What the exercise asks:
Counting only lines that contain "lookup", state the total found in the material below. Add nothing else.
┄┄┄┄┄┄
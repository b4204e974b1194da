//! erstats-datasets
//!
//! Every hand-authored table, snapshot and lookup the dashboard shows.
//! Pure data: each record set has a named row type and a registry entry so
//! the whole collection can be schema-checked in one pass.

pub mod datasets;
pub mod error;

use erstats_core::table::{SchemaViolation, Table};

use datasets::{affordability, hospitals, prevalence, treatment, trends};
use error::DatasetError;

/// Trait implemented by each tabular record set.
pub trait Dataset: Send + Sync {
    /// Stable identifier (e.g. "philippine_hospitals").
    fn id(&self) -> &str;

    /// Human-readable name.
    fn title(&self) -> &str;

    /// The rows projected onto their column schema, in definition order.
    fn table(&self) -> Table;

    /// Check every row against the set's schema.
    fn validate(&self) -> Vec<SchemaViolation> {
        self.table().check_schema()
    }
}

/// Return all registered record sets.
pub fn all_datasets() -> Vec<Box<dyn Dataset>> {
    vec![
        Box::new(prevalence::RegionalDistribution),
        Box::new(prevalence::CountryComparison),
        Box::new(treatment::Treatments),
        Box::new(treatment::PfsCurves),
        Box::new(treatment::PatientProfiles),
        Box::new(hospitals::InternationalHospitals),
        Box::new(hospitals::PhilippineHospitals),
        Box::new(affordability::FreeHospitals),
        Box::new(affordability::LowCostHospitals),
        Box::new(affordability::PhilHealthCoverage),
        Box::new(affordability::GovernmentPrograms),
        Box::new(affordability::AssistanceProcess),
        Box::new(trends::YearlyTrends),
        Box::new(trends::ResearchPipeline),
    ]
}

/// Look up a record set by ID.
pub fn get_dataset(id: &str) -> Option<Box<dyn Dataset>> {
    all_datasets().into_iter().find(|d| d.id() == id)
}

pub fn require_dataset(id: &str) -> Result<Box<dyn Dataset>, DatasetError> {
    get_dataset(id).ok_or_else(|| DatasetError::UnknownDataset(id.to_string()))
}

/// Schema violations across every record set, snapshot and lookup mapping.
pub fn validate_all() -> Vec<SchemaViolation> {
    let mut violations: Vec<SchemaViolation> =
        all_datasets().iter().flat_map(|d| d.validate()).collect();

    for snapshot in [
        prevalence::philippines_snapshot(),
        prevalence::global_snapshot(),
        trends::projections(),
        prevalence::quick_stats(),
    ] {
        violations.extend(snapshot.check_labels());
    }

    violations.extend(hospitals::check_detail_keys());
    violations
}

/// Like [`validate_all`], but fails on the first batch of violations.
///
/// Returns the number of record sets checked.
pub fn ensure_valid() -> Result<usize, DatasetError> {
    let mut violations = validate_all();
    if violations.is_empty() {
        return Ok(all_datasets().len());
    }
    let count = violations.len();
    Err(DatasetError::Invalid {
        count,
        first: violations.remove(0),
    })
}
┄┄┄┄┄┄
Result for this task:
2